Hong Kong's three-coloured bin system for recycling seems simple enough: paper and cardboard goes into the blue, aluminium cans in the yellow and plastics in the brown. Of the first two there is no drama, with ready demand and profits to be made. But plastics pose a problem for recyclers in that there are many types, but only a few that are considered locally to be worth recycling. Invariably, about 85 per cent of the plastics we throw away end up not being turned into useful items, but into landfills.
With our landfills nearing capacity - they will be full by 2019 unless they can be enlarged - that is an absurd situation. It is being exacerbated by the mainland's Operation Green Fence, an eight-month campaign that targets waste smuggling. Most plastic for recycling was being processed across the border, but it is either being stockpiled or dumped until the operation ends in November. Another curiosity is that it is cheaper for recyclers to bring in pre-sorted waste plastics from overseas.

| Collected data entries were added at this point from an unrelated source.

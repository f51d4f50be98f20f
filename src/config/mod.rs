//! Configuration management subsystem.
//!
//! # Data Flow
//! ```text
//! config file (TOML)
//!     → loader.rs (parse & deserialize)
//!     → validation.rs (semantic checks)
//!     → MuxConfig::build (strategies + initial bindings)
//!
//! On file change:
//!     watcher.rs detects change
//!     → loader.rs loads new config
//!     → validation.rs validates
//!     → MuxConfig::apply (atomic binding swap on the live table)
//! ```
//!
//! # Design Decisions
//! - Strategies are fixed once a table is built; reloads only swap bindings
//! - All fields have defaults to allow minimal configs
//! - Validation separates syntactic (serde) from semantic checks

pub mod loader;
pub mod schema;
pub mod validation;
pub mod watcher;

pub use loader::{load_config, parse_config, ConfigError};
pub use schema::{BindingConfig, MatcherKind, MuxConfig, StrategyConfig, TieBreak, TrimKind};
pub use validation::ValidationError;
pub use watcher::{read_reload, ConfigWatcher};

Education would help, but it is also true that residential recycling of plastics is an unattractive proposition for companies because of the high costs of collecting, separating and processing. Making new plastics is more often than not less expensive. Hong Kong being a free market, and the government's policy of ensuring a level playing field for business, mean that there are scant incentives on offer for recyclers. Unless a profit can be made, the majority of waste plastic ends up in landfills.
Recycling is a key part of the government's new waste management strategy, but it will only be effective if there is a use for the material that is recycled. For that to happen, there have to be incentives to conserve, to create a society that is less disposable and an economy that is more reusable. It may be necessary to adopt the polluter-pays principle, whereby companies responsible for creating the waste should also take charge of cleaning up the mess. That would put the onus on manufacturers and retail distributors to ensure responsible packaging that is less wasteful and environmentally friendly.
But another part of the equation lies in subsidies for recyclers. Until they are able to turn a profit, they will need help for waste recovery and handling, especially if dealing in plastics. Consideration should be a priority for the steering committee led by Chief Secretary Carrie Lam Cheng Yuet-ngor that will meet this week to oversee the recycling sector.